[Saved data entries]
- Opening Delimiter -

use serde::Deserialize;
use utoipa::IntoParams;
use validator::Validate;

use crate::models::Competition;

pub const DEFAULT_CATEGORY: &str = "WC";

/// Query filters for the competition listing.
///
/// The calendar is always fetched whole for one category; the remaining
/// filters are applied afterwards on the parsed rows.
#[derive(Debug, Clone, Default, Deserialize, Validate, IntoParams)]
#[into_params(parameter_in = Query)]
pub struct CompetitionFilter {
    /// Calendar category code (WC, WSC, OWG, ...). Defaults to WC.
    #[validate(custom(function = "validate_category_code"))]
    pub category: Option<String>,

    /// Gender code: M, W or BOTH. Matched exactly; an unknown code matches nothing.
    pub gender: Option<String>,

    /// Discipline code, e.g. GS. Matches competitions listing that discipline.
    pub discipline: Option<String>,

    /// Case-insensitive substring of the location.
    #[validate(length(min = 1, max = 100, message = "Location must be between 1 and 100 characters"))]
    pub location: Option<String>,
}

impl CompetitionFilter {
    pub fn category(&self) -> &str {
        self.category.as_deref().unwrap_or(DEFAULT_CATEGORY)
    }

    pub fn matches(&self, competition: &Competition) -> bool {
        if let Some(ref gender) = self.gender
            && competition.gender.code() != gender.as_str()
        {
            return false;
        }

        if let Some(ref discipline) = self.discipline
            && !competition.discipline.iter().any(|d| d.code() == discipline.as_str())
        {
            return false;
        }

        if let Some(ref location) = self.location
            && !competition
                .location
                .to_lowercase()
                .contains(&location.to_lowercase())
        {
            return false;
        }

        true
    }

    pub fn apply(&self, competitions: Vec<Competition>) -> Vec<Competition> {
        competitions.into_iter().filter(|c| self.matches(c)).collect()
    }
}

fn validate_category_code(code: &str) -> Result<(), validator::ValidationError> {
    let is_valid = !code.is_empty()
        && code.len() <= 8
        && code.chars().all(|c| c.is_ascii_alphanumeric());

    if is_valid {
        Ok(())
    } else {
        Err(validator::ValidationError::new("invalid_category_code"))
    }
}

#[cfg(test)]
mod tests {
    use super::*;
    use crate::models::{Discipline, Gender, StatusFlags};

    fn competition(location: &str, gender: Gender, discipline: Vec<Discipline>) -> Competition {
        Competition {
            event_id: "1".to_string(),
            date: "26-27 Oct 2024".to_string(),
            location: location.to_string(),
            country: "AUT".to_string(),
            discipline,
            category: "WC".to_string(),
            gender,
            cancelled: false,
            status: StatusFlags::default(),
            url: None,
            is_live: false,
        }
    }

    #[test]
    fn test_empty_filter_keeps_everything() {
        let filter = CompetitionFilter::default();
        let kept = filter.apply(vec![
            competition("Soelden", Gender::Men, vec![Discipline::GiantSlalom]),
            competition("Levi", Gender::Women, vec![Discipline::Slalom]),
        ]);

        assert_eq!(kept.len(), 2);
        assert_eq!(filter.category(), "WC");
    }

    #[test]
    fn test_gender_is_exact_match() {
        let filter = CompetitionFilter {
            gender: Some("M".to_string()),
            ..Default::default()
        };

        assert!(filter.matches(&competition("Soelden", Gender::Men, vec![])));
        assert!(!filter.matches(&competition("Soelden", Gender::Both, vec![])));
    }

    #[test]
    fn test_unknown_or_lowercase_codes_match_nothing() {
        let lowercase_gender = CompetitionFilter {
            gender: Some("m".to_string()),
            ..Default::default()
        };
        let unknown_discipline = CompetitionFilter {
            discipline: Some("gs".to_string()),
            ..Default::default()
        };
        let soelden = competition("Soelden", Gender::Men, vec![Discipline::GiantSlalom]);

        assert!(!lowercase_gender.matches(&soelden));
        assert!(!unknown_discipline.matches(&soelden));
        assert!(lowercase_gender.validate().is_ok());
    }

    #[test]
    fn test_discipline_membership() {
        let filter = CompetitionFilter {
            discipline: Some("SL".to_string()),
            ..Default::default()
        };

        assert!(filter.matches(&competition(
            "Levi",
            Gender::Women,
            vec![Discipline::GiantSlalom, Discipline::Slalom]
        )));
        assert!(!filter.matches(&competition("Levi", Gender::Women, vec![Discipline::Downhill])));
    }

    #[test]
    fn test_location_is_case_insensitive_substring() {
        let filter = CompetitionFilter {
            location: Some("garmisch".to_string()),
            ..Default::default()
        };

        assert!(filter.matches(&competition(
            "Garmisch-Partenkirchen",
            Gender::Men,
            vec![]
        )));
        assert!(!filter.matches(&competition("Kitzbuehel", Gender::Men, vec![])));
    }

    #[test]
    fn test_validation() {
        let ok = CompetitionFilter {
            category: Some("WSC".to_string()),
            ..Default::default()
        };
        assert!(ok.validate().is_ok());

        let bad = CompetitionFilter {
            category: Some("W C".to_string()),
            ..Default::default()
        };
        assert!(bad.validate().is_err());
    }
}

- Closing Delimiter -

**What is needed**
Write the data above out again in full, exactly.

**Response to the task**
use serde::Deserialize;
use utoipa::IntoParams;
use validator::Validate;

use crate::models::Competition;

pub const DEFAULT_CATEGORY: &str = "WC";

/// Query filters for the competition listing.
///
/// The calendar is always fetched whole for one category; the remaining
/// filters are applied afterwards on the parsed rows.
#[derive(Debug, Clone, Default, Deserialize, Validate, IntoParams)]
#[into_params(parameter_in = Query)]
pub struct CompetitionFilter {
    /// Calendar category code (WC, WSC, OWG, ...). Defaults to WC.
    #[validate(custom(function = "validate_category_code"))]
    pub category: Option<String>,

    /// Gender code: M, W or BOTH. Matched exactly; an unknown code matches nothing.
    pub gender: Option<String>,

    /// Discipline code, e.g. GS. Matches competitions listing that discipline.
    pub discipline: Option<String>,

    /// Case-insensitive substring of the location.
    #[validate(length(min = 1, max = 100, message = "Location must be between 1 and 100 characters"))]
    pub location: Option<String>,
}

impl CompetitionFilter {
    pub fn category(&self) -> &str {
        self.category.as_deref().unwrap_or(DEFAULT_CATEGORY)
    }

    pub fn matches(&self, competition: &Competition) -> bool {
        if let Some(ref gender) = self.gender
            && competition.gender.code() != gender.as_str()
        {
            return false;
        }

        if let Some(ref discipline) = self.discipline
            && !competition.discipline.iter().any(|d| d.code() == discipline.as_str())
        {
            return false;
        }

        if let Some(ref location) = self.location
            && !competition
                .location
                .to_lowercase()
                .contains(&location.to_lowercase())
        {
            return false;
        }

        true
    }

    pub fn apply(&self, competitions: Vec<Competition>) -> Vec<Competition> {
        competitions.into_iter().filter(|c| self.matches(c)).collect()
    }
}

fn validate_category_code(code: &str) -> Result<(), validator::ValidationError> {
    let is_valid = !code.is_empty()
        && code.len() <= 8
        && code.chars().all(|c| c.is_ascii_alphanumeric());

    if is_valid {
        Ok(())
    } else {
        Err(validator::ValidationError::new("invalid_category_code"))
    }
}

#[cfg(test)]
mod tests {
    use super::*;
    use crate::models::{Discipline, Gender, StatusFlags};

    fn competition(location: &str, gender: Gender, discipline: Vec<Discipline>) -> Competition {
        Competition {
            event_id: "1".to_string(),
            date: "26-27 Oct 2024".to_string(),
            location: location.to_string(),
            country: "AUT".to_string(),
            discipline,
            category: "WC".to_string(),
            gender,
            cancelled: false,
            status: StatusFlags::default(),
            url: None,
            is_live: false,
        }
    }

    #[test]
    fn test_empty_filter_keeps_everything() {
        let filter = CompetitionFilter::default();
        let kept = filter.apply(vec![
            competition("Soelden", Gender::Men, vec![Discipline::GiantSlalom]),
            competition("Levi", Gender::Women, vec![Discipline::Slalom]),
        ]);

        assert_eq!(kept.len(), 2);
        assert_eq!(filter.category(), "WC");
    }

    #[test]
    fn test_gender_is_exact_match() {
        let filter = CompetitionFilter {
            gender: Some("M".to_string()),
            ..Default::default()
        };

        assert!(filter.matches(&competition("Soelden", Gender::Men, vec![])));
        assert!(!filter.matches(&competition("Soelden", Gender::Both, vec![])));
    }

    #[test]
    fn test_unknown_or_lowercase_codes_match_nothing() {
        let lowercase_gender = CompetitionFilter {
            gender: Some("m".to_string()),
            ..Default::default()
        };
        let unknown_discipline = CompetitionFilter {
            discipline: Some("gs".to_string()),
            ..Default::default()
        };
        let soelden = competition("Soelden", Gender::Men, vec![Discipline::GiantSlalom]);

        assert!(!lowercase_gender.matches(&soelden));
        assert!(!unknown_discipline.matches(&soelden));
        assert!(lowercase_gender.validate().is_ok());
    }

    #[test]
    fn test_discipline_membership() {
        let filter = CompetitionFilter {
            discipline: Some("SL".to_string()),
            ..Default::default()
        };

        assert!(filter.matches(&competition(
            "Levi",
            Gender::Women,
            vec![Discipline::GiantSlalom, Discipline::Slalom]
        )));
        assert!(!filter.matches(&competition("Levi", Gender::Women, vec![Discipline::Downhill])));
    }

    #[test]
    fn test_location_is_case_insensitive_substring() {
        let filter = CompetitionFilter {
            location: Some("garmisch".to_string()),
            ..Default::default()
        };

        assert!(filter.matches(&competition(
            "Garmisch-Partenkirchen",
            Gender::Men,
            vec![]
        )));
        assert!(!filter.matches(&competition("Kitzbuehel", Gender::Men, vec![])));
    }

    #[test]
    fn test_validation() {
        let ok = CompetitionFilter {
            category: Some("WSC".to_string()),
            ..Default::default()
        };
        assert!(ok.validate().is_ok());

        let bad = CompetitionFilter {
            category: Some("W C".to_string()),
            ..Default::default()
        };
        assert!(bad.validate().is_err());
    }
}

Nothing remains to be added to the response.